**Data**
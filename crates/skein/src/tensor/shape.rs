//! Lightweight wrapper for tensor shapes and stride bookkeeping.

use serde::{Deserialize, Serialize};

/// Stores the logical dimensions of a tensor.
#[derive(Debug, Clone, PartialEq, Eq, Hash, Serialize, Deserialize)]
pub struct Shape {
    dims: Vec<usize>,
}

impl Shape {
    /// Constructs a new shape from the provided dimensions. A scalar is
    /// represented as the empty dimension list.
    pub fn new<D: Into<Vec<usize>>>(dims: D) -> Self {
        Shape { dims: dims.into() }
    }

    /// Borrow the raw dimension slice for downstream calculations.
    pub fn dims(&self) -> &[usize] {
        &self.dims
    }

    /// Returns the rank (number of axes) of the shape.
    pub fn rank(&self) -> usize {
        self.dims.len()
    }

    /// Computes the total number of elements implied by the shape.
    pub fn num_elements(&self) -> usize {
        self.dims.iter().product()
    }

    /// Replaces the dimension list in place.
    pub fn set_dims(&mut self, dims: Vec<usize>) {
        self.dims = dims;
    }

    /// Computes the row-major stride table (in elements) for this shape.
    pub fn default_strides(&self) -> Vec<usize> {
        let mut strides = vec![1usize; self.dims.len()];
        for i in (0..self.dims.len().saturating_sub(1)).rev() {
            strides[i] = strides[i + 1] * self.dims[i + 1];
        }
        strides
    }
}

impl From<&[usize]> for Shape {
    fn from(dims: &[usize]) -> Self {
        Shape::new(dims.to_vec())
    }
}

#[cfg(test)]
mod tests {
    use super::*;

    #[test]
    fn strides_are_row_major() {
        let shape = Shape::new(vec![1, 3, 2, 2]);
        assert_eq!(shape.default_strides(), vec![12, 4, 2, 1]);
        assert_eq!(shape.num_elements(), 12);
    }

    #[test]
    fn scalar_shape_has_one_element() {
        let shape = Shape::new(Vec::new());
        assert_eq!(shape.rank(), 0);
        assert_eq!(shape.num_elements(), 1);
        assert!(shape.default_strides().is_empty());
    }
}
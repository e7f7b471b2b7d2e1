//! Tensor buffers and value snapshots.

mod buffer;
mod data;
mod dtype;
mod shape;

pub use buffer::{MapGuard, MapMode, MapState, RawTensor};
pub use data::TensorData;
pub use dtype::DType;
pub use shape::Shape;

**Work to complete**
Give back exactly the lines from the one containing "and value snapshots." through the end of the material above, and nothing else.

**Task result**
//! Tensor buffers and value snapshots.

mod buffer;
mod data;
mod dtype;
mod shape;

pub use buffer::{MapGuard, MapMode, MapState, RawTensor};
pub use data::TensorData;
pub use dtype::DType;
pub use shape::Shape;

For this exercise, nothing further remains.